Is upper incomplete gamma function convex?

Question

Considering the definition of upper incomplete gamma function: $\Gamma(a, x) =$ $\int_{x}^{\infty}t^{a-1}e^{-t} dt$

Given that $a$ is fixed and $0 < x < a$, can we prove the function is convex over $x$?

Answer 1

The incomplete gamma function is not convex with respect to x for fixed a for 0 < x < a, as evidenced by the following counterexample.

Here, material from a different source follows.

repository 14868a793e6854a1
fn main() {
    tauri_build::build()
}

Counterexample for a = 10, and x = 1, 5, 9:

gammainc(5,10,'upper')
    0.9682
0.5*(gammainc(1,10,'upper')+gammainc(9,10,'upper'))
    0.7937

Answer 2

No, you cannot prove it is convex in $x$ because it is not, as Mark's counterexample indicates. For fixed $a$, $\Gamma$ is concave for $x\in (0, a-1)$ and convex for $x\in (a-1, a).$ Differentiating twice tells the story: $$\frac{\partial \Gamma}{\partial x} = -x^{a-1} e^{-x}$$and $$\frac{\partial^2 \Gamma}{\partial x^2} = e^{-x} x^{a-2} (x - a + 1).$$ The sign of $x-a+1$ determines the sign of the second partial derivative.